** DATA TO USE follows **

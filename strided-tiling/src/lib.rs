//! Tiling plans for strided gather kernels.
//!
//! A [`TilingPlan`] is the complete, precomputed description of how one
//! as-strided materialization is split across cores and tiles. The host
//! planner ([`plan_as_strided`]) produces it; the device engine only reads
//! it, through the flat parameter block of [`TilingPlan::from_words`].
//!
//! # Example
//!
//! ```
//! use strided_device::DeviceConfig;
//! use strided_tiling::{plan_as_strided, TilingMode};
//!
//! // Transposed view of a 4 x 1024 row-major f32 tensor.
//! let plan = plan_as_strided::<f32>(4096, &[1024, 4], &[1, 1024], 0, &DeviceConfig::default())
//!     .unwrap()
//!     .unwrap();
//! assert_eq!(plan.mode, TilingMode::FirstStrideSmall);
//! ```

pub mod fuse;
pub mod mode;
pub mod plan;
pub mod planner;
pub mod resolver;

pub use mode::TilingMode;
pub use plan::{AxisRange, CoreWorkRange, DimTriple, TilingPlan, MAX_DIM_NUM, PARAM_WORDS};
pub use planner::{output_len, plan_as_strided, ScratchLayout, SPAN_STRIDE_LIMIT};
pub use resolver::{resolve_offset, resolver_for, Resolver};

use strided_device::DeviceFault;

/// Errors raised at the planner boundary.
#[derive(Debug, thiserror::Error)]
pub enum PlanError {
    #[error("size has {size} dims but stride has {stride}")]
    RankMismatch { size: usize, stride: usize },

    #[error("negative stride {stride} on dim {dim}")]
    NegativeStride { dim: usize, stride: isize },

    #[error("negative storage offset {0}")]
    NegativeOffset(isize),

    #[error("{dims} dims after fusion, at most {max} supported")]
    TooManyDims { dims: usize, max: usize },

    #[error("view reaches element {required} but source has {available}")]
    SourceTooSmall { required: usize, available: usize },

    #[error("{0} overflows usize")]
    Overflow(&'static str),

    #[error("unknown tiling mode id {0}")]
    UnknownMode(i64),

    #[error("parameter block has {found} words, expected {expected}")]
    ParamBlockLength { expected: usize, found: usize },

    #[error("parameter word {index} is negative ({value})")]
    NegativeField { index: usize, value: i64 },

    #[error("{region} holds {available} elements, the chosen mode needs at least {required}")]
    ScratchTooSmall {
        region: &'static str,
        required: usize,
        available: usize,
    },

    #[error(transparent)]
    InvalidConfig(#[from] DeviceFault),
}

/// Result type for planning.
pub type Result<T> = std::result::Result<T, PlanError>;
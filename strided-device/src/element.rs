//! Element types the device can move.

use std::fmt::Debug;

use crate::arch::BLOCK_BYTES;

/// How an element maps onto the 16-lane transpose unit.
#[derive(Debug, Clone, Copy, PartialEq, Eq)]
pub enum WidthClass {
    /// 1-byte elements. Transposed through a 16-bit reinterpretation, two
    /// elements per lane.
    Narrow,
    /// Elements of 2 bytes or more. One element per lane.
    Wide,
}

/// A plain-old-data element that can live in global memory and scratchpad.
pub trait Element: bytemuck::Pod + PartialEq + Debug + Send + Sync + 'static {
    /// Width class, derived from the element size.
    const WIDTH: WidthClass = if std::mem::size_of::<Self>() == 1 {
        WidthClass::Narrow
    } else {
        WidthClass::Wide
    };
}

impl Element for u8 {}
impl Element for i8 {}
impl Element for u16 {}
impl Element for i16 {}
impl Element for u32 {}
impl Element for i32 {}
impl Element for f32 {}
impl Element for u64 {}
impl Element for i64 {}
impl Element for f64 {}

/// Elements per DMA block for `T` (the alignment unit).
#[inline]
pub const fn alignment_unit<T: Element>() -> usize {
    BLOCK_BYTES / std::mem::size_of::<T>()
}

/// Round `n` up to a multiple of `unit`.
#[inline]
pub const fn round_up(n: usize, unit: usize) -> usize {
    n.div_ceil(unit) * unit
}

/// Round `n` down to a multiple of `unit`.
#[inline]
pub const fn round_down(n: usize, unit: usize) -> usize {
    n / unit * unit
}

#[cfg(test)]
mod tests {
    use super::*;

    #[test]
    fn test_alignment_unit_per_width() {
        assert_eq!(alignment_unit::<u8>(), 32);
        assert_eq!(alignment_unit::<i16>(), 16);
        assert_eq!(alignment_unit::<f32>(), 8);
        assert_eq!(alignment_unit::<f64>(), 4);
    }

    #[test]
    fn test_width_class() {
        assert_eq!(<u8 as Element>::WIDTH, WidthClass::Narrow);
        assert_eq!(<i8 as Element>::WIDTH, WidthClass::Narrow);
        assert_eq!(<u16 as Element>::WIDTH, WidthClass::Wide);
        assert_eq!(<f64 as Element>::WIDTH, WidthClass::Wide);
    }

    #[test]
    fn test_rounding() {
        assert_eq!(round_up(10, 8), 16);
        assert_eq!(round_up(16, 8), 16);
        assert_eq!(round_up(0, 8), 0);
        assert_eq!(round_down(10, 8), 8);
        assert_eq!(round_down(7, 8), 0);
    }
}
//! Small last-dim stride: each line is read as one contiguous span covering
//! all of its strided elements, then reordered.

use strided_device::{BurstShape, Element};

use super::{reorder_packed, reorder_rows, TileSpan};
use crate::context::CoreContext;
use crate::Result;

/// Elements spanned by `n` items at `stride`.
#[inline]
fn span_len(n: usize, stride: usize) -> usize {
    (n - 1) * stride + 1
}

/// Large last dim: one span per row, rows written separately.
pub(super) fn span_rows<T: Element>(
    ctx: &mut CoreContext<'_, '_, T>,
    tile: TileSpan,
) -> Result<()> {
    let s = ctx.plan.last_dim_stride;
    let span = span_len(tile.cols, s);
    let blocks = span.div_ceil(ctx.unit);
    let (lines, v) = (ctx.layout.lines, ctx.layout.vnc_col_size);
    reorder_rows(ctx, tile, span, s, |ctx, first, count| {
        for i in 0..count {
            let src = ctx.resolve(first + i) + tile.col * s;
            ctx.mover.move_in(
                &mut ctx.scratch,
                &ctx.src,
                lines + i * v,
                src,
                BurstShape::contiguous(blocks),
            )?;
        }
        Ok(())
    })
}

/// Both trailing dims large: consecutive rows inside one second-to-last run
/// are `second_to_last_dim_stride` apart in the source, so a whole run of
/// lines is staged with a single strided move-in.
pub(super) fn run_rows<T: Element>(ctx: &mut CoreContext<'_, '_, T>, tile: TileSpan) -> Result<()> {
    let plan = ctx.plan;
    let (s, l2, s2) = (
        plan.last_dim_stride,
        plan.second_to_last_dim_size,
        plan.second_to_last_dim_stride,
    );
    let span = span_len(tile.cols, s);
    let blocks = span.div_ceil(ctx.unit);
    let (lines, v) = (ctx.layout.lines, ctx.layout.vnc_col_size);
    reorder_rows(ctx, tile, span, s, |ctx, first, count| {
        let mut i = 0;
        while i < count {
            let row = first + i;
            let run = (count - i).min(l2 - row % l2);
            let src = ctx.resolve(row) + tile.col * s;
            ctx.mover.move_in(
                &mut ctx.scratch,
                &ctx.src,
                lines + i * v,
                src,
                BurstShape {
                    blocks,
                    rows: run,
                    src_stride: s2,
                    dst_stride: v,
                },
            )?;
            i += run;
        }
        Ok(())
    })
}

/// Small last dim: one span per row, rows packed.
pub(super) fn span_packed<T: Element>(
    ctx: &mut CoreContext<'_, '_, T>,
    tile: TileSpan,
) -> Result<()> {
    let (l, s) = (ctx.plan.last_dim_size, ctx.plan.last_dim_stride);
    let span = span_len(l, s);
    let blocks = span.div_ceil(ctx.unit);
    let (lines, v) = (ctx.layout.lines, ctx.layout.vnc_col_size);
    reorder_packed(ctx, tile, span, s, |ctx, first, count| {
        for i in 0..count {
            let src = ctx.resolve(first + i);
            ctx.mover.move_in(
                &mut ctx.scratch,
                &ctx.src,
                lines + i * v,
                src,
                BurstShape::contiguous(blocks),
            )?;
        }
        Ok(())
    })
}
//! Dimension normalization for row-major strided views.
//!
//! Size-1 dims are dropped and neighbouring dims that walk memory as one
//! contiguous run are merged, so the planner sees the fewest dims that
//! describe the same view.

/// Remove size-1 dimensions.
///
/// If every dim has size 1 (or there are none), a single `(1, 0)` dim is kept
/// so the view still has a last dimension.
pub fn compress_dims(size: &[usize], stride: &[usize]) -> (Vec<usize>, Vec<usize>) {
    let kept: Vec<usize> = (0..size.len()).filter(|&i| size[i] != 1).collect();
    if kept.is_empty() {
        return (vec![1], vec![0]);
    }
    (
        kept.iter().map(|&i| size[i]).collect(),
        kept.iter().map(|&i| stride[i]).collect(),
    )
}

/// Fuse row-major-contiguous neighbours.
///
/// Dims `k` and `k + 1` merge when `stride[k] == size[k + 1] * stride[k + 1]`:
/// the outer dim steps exactly over one full run of the inner one. Two
/// broadcast dims (both stride 0) merge into one broadcast dim.
pub fn fuse_dims(size: &[usize], stride: &[usize]) -> (Vec<usize>, Vec<usize>) {
    let n = size.len();
    if n <= 1 {
        return (size.to_vec(), stride.to_vec());
    }

    let mut fused_size = Vec::with_capacity(n);
    let mut fused_stride = Vec::with_capacity(n);
    fused_size.push(size[n - 1]);
    fused_stride.push(stride[n - 1]);

    // Walk outward from the innermost dim.
    for k in (0..n - 1).rev() {
        let last = fused_size.len() - 1;
        let run = fused_size[last].checked_mul(fused_stride[last]);
        match fused_size[last].checked_mul(size[k]) {
            Some(merged) if run == Some(stride[k]) => fused_size[last] = merged,
            _ => {
                fused_size.push(size[k]);
                fused_stride.push(stride[k]);
            }
        }
    }

    fused_size.reverse();
    fused_stride.reverse();
    (fused_size, fused_stride)
}

/// Compress then fuse.
pub fn normalize(size: &[usize], stride: &[usize]) -> (Vec<usize>, Vec<usize>) {
    let (s, st) = compress_dims(size, stride);
    fuse_dims(&s, &st)
}

/// Largest element offset reachable from the view origin, `None` if it does
/// not fit in `usize`.
pub fn max_reach(size: &[usize], stride: &[usize]) -> Option<usize> {
    let mut reach = 0usize;
    for (&d, &s) in size.iter().zip(stride) {
        reach = reach.checked_add(d.saturating_sub(1).checked_mul(s)?)?;
    }
    Some(reach)
}

#[cfg(test)]
mod tests {
    use super::*;

    #[test]
    fn test_fuse_dims_contiguous() {
        let (s, st) = fuse_dims(&[3, 4], &[4, 1]);
        assert_eq!(s, vec![12]);
        assert_eq!(st, vec![1]);
    }

    #[test]
    fn test_fuse_dims_non_contiguous() {
        let (s, st) = fuse_dims(&[3, 4], &[10, 1]);
        assert_eq!(s, vec![3, 4]);
        assert_eq!(st, vec![10, 1]);
    }

    #[test]
    fn test_fuse_dims_partial() {
        // Inner two dims fuse (6 = 3 * 2), outer does not.
        let (s, st) = fuse_dims(&[5, 4, 3], &[100, 6, 2]);
        assert_eq!(s, vec![5, 12]);
        assert_eq!(st, vec![100, 2]);
    }

    #[test]
    fn test_fuse_broadcast_dims() {
        let (s, st) = fuse_dims(&[2, 3, 4], &[0, 0, 1]);
        assert_eq!(s, vec![6, 4]);
        assert_eq!(st, vec![0, 1]);
    }

    #[test]
    fn test_compress_dims_removes_unit_dims() {
        let (s, st) = compress_dims(&[1, 5, 1, 3], &[99, 7, 42, 2]);
        assert_eq!(s, vec![5, 3]);
        assert_eq!(st, vec![7, 2]);
        let (s, st) = compress_dims(&[1, 1], &[3, 4]);
        assert_eq!(s, vec![1]);
        assert_eq!(st, vec![0]);
        let (s, _) = compress_dims(&[], &[]);
        assert_eq!(s, vec![1]);
    }

    #[test]
    fn test_normalize_fuses_across_removed_dims() {
        // The size-1 dim in the middle hides a contiguous pair.
        let (s, st) = normalize(&[2, 1, 8], &[8, 1000, 1]);
        assert_eq!(s, vec![16]);
        assert_eq!(st, vec![1]);
    }

    #[test]
    fn test_max_reach() {
        assert_eq!(max_reach(&[4, 1024], &[1, 4]), Some(3 + 1023 * 4));
        assert_eq!(max_reach(&[8, 100], &[0, 1]), Some(99));
    }

    #[test]
    fn test_max_reach_overflow() {
        let huge = isize::MAX as usize;
        assert_eq!(max_reach(&[3], &[huge]), Some(2 * huge));
        assert_eq!(max_reach(&[4], &[huge]), None);
        assert_eq!(max_reach(&[3, 2], &[huge, 2]), None);
    }

    #[test]
    fn test_fuse_dims_never_overflows() {
        // The contiguity product overflows, so the dims stay apart.
        let (s, st) = fuse_dims(&[2, usize::MAX], &[1, 2]);
        assert_eq!(s, vec![2, usize::MAX]);
        assert_eq!(st, vec![1, 2]);
    }
}
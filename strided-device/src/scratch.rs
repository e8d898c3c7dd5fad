//! Per-core scratchpad ("local buffer").
//!
//! Backed by `u64` words so that typed views of every supported element width
//! (and the 16-bit reinterpretation used for narrow elements) are aligned.
//! Offsets are expressed in elements of the view type.

use bytemuck::Pod;

use crate::arch::BLOCK_BYTES;
use crate::{DeviceFault, Result};

/// Software-managed on-chip buffer owned by exactly one core.
#[derive(Debug, Clone)]
pub struct Scratchpad {
    words: Vec<u64>,
}

impl Scratchpad {
    /// Allocate a zeroed scratchpad of `bytes`, rounded down to whole blocks.
    pub fn new(bytes: usize) -> Self {
        let bytes = bytes / BLOCK_BYTES * BLOCK_BYTES;
        Self {
            words: vec![0u64; bytes / 8],
        }
    }

    #[inline]
    pub fn capacity_bytes(&self) -> usize {
        self.words.len() * 8
    }

    /// Capacity in elements of `T`.
    #[inline]
    pub fn capacity<T: Pod>(&self) -> usize {
        self.capacity_bytes() / std::mem::size_of::<T>()
    }

    /// Whole-buffer typed view.
    #[inline]
    pub fn view<T: Pod>(&self) -> &[T] {
        bytemuck::cast_slice(&self.words)
    }

    /// Whole-buffer typed mutable view.
    #[inline]
    pub fn view_mut<T: Pod>(&mut self) -> &mut [T] {
        bytemuck::cast_slice_mut(&mut self.words)
    }

    /// Fail unless `offset` (in `T` elements) sits on a block boundary.
    pub fn check_aligned<T: Pod>(&self, offset: usize) -> Result<()> {
        let byte = offset * std::mem::size_of::<T>();
        if byte % BLOCK_BYTES != 0 {
            return Err(DeviceFault::UnalignedScratch { byte_offset: byte });
        }
        Ok(())
    }

    /// Fail unless `[offset, offset + len)` lies inside the scratchpad.
    pub fn check_range<T: Pod>(&self, offset: usize, len: usize) -> Result<()> {
        let end = offset
            .checked_add(len)
            .ok_or(DeviceFault::ScratchOutOfBounds {
                offset,
                len,
                capacity: self.capacity::<T>(),
            })?;
        if end > self.capacity::<T>() {
            return Err(DeviceFault::ScratchOutOfBounds {
                offset,
                len,
                capacity: self.capacity::<T>(),
            });
        }
        Ok(())
    }

    /// Bounds-checked typed region.
    pub fn region<T: Pod>(&self, offset: usize, len: usize) -> Result<&[T]> {
        self.check_range::<T>(offset, len)?;
        Ok(&self.view::<T>()[offset..offset + len])
    }

    /// Bounds-checked typed mutable region.
    pub fn region_mut<T: Pod>(&mut self, offset: usize, len: usize) -> Result<&mut [T]> {
        self.check_range::<T>(offset, len)?;
        Ok(&mut self.view_mut::<T>()[offset..offset + len])
    }

    /// Scalar register load from a scratchpad address (no alignment rule).
    #[inline]
    pub fn read_scalar<T: Pod>(&self, offset: usize) -> Result<T> {
        self.check_range::<T>(offset, 1)?;
        Ok(self.view::<T>()[offset])
    }

    /// Scalar register store to a scratchpad address (no alignment rule).
    #[inline]
    pub fn write_scalar<T: Pod>(&mut self, offset: usize, value: T) -> Result<()> {
        self.check_range::<T>(offset, 1)?;
        self.view_mut::<T>()[offset] = value;
        Ok(())
    }

    /// Element-by-element scalar copy inside the scratchpad.
    pub fn copy_scalars<T: Pod>(&mut self, dst: usize, src: usize, len: usize) -> Result<()> {
        self.check_range::<T>(src, len)?;
        self.check_range::<T>(dst, len)?;
        self.view_mut::<T>().copy_within(src..src + len, dst);
        Ok(())
    }

    /// Vector duplicate: fill `len` elements starting at a block-aligned
    /// `offset` with `value`.
    pub fn dup<T: Pod>(&mut self, offset: usize, len: usize, value: T) -> Result<()> {
        self.check_aligned::<T>(offset)?;
        self.region_mut::<T>(offset, len)?.fill(value);
        Ok(())
    }

    /// Vector block copy with repeat strides.
    ///
    /// Copies `repeat` blocks of `block_len` elements; block `k` is read from
    /// `src + k * src_stride` and written to `dst + k * dst_stride`. A zero
    /// `src_stride` replicates one source block. All block addresses must be
    /// aligned.
    pub fn copy_blocks<T: Pod>(
        &mut self,
        dst: usize,
        src: usize,
        block_len: usize,
        repeat: usize,
        dst_stride: usize,
        src_stride: usize,
    ) -> Result<()> {
        for k in 0..repeat {
            let s = src + k * src_stride;
            let d = dst + k * dst_stride;
            self.check_aligned::<T>(s)?;
            self.check_aligned::<T>(d)?;
            self.check_range::<T>(s, block_len)?;
            self.check_range::<T>(d, block_len)?;
            self.view_mut::<T>().copy_within(s..s + block_len, d);
        }
        Ok(())
    }
}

** End of DATA TO USE **

Take the stretch of lines above from the one containing "n.div_ceil(unit) * unit" through the one containing "assert_eq!(round_down(10, 8), 8);" and repeat it exactly, adding no other line.

* **SOLUTION TO THE EXERCISE**:
    n.div_ceil(unit) * unit
}

/// Round `n` down to a multiple of `unit`.
#[inline]
pub const fn round_down(n: usize, unit: usize) -> usize {
    n / unit * unit
}

#[cfg(test)]
mod tests {
    use super::*;

    #[test]
    fn test_alignment_unit_per_width() {
        assert_eq!(alignment_unit::<u8>(), 32);
        assert_eq!(alignment_unit::<i16>(), 16);
        assert_eq!(alignment_unit::<f32>(), 8);
        assert_eq!(alignment_unit::<f64>(), 4);
    }

    #[test]
    fn test_width_class() {
        assert_eq!(<u8 as Element>::WIDTH, WidthClass::Narrow);
        assert_eq!(<i8 as Element>::WIDTH, WidthClass::Narrow);
        assert_eq!(<u16 as Element>::WIDTH, WidthClass::Wide);
        assert_eq!(<f64 as Element>::WIDTH, WidthClass::Wide);
    }

    #[test]
    fn test_rounding() {
        assert_eq!(round_up(10, 8), 16);
        assert_eq!(round_up(16, 8), 16);
        assert_eq!(round_up(0, 8), 0);
        assert_eq!(round_down(10, 8), 8);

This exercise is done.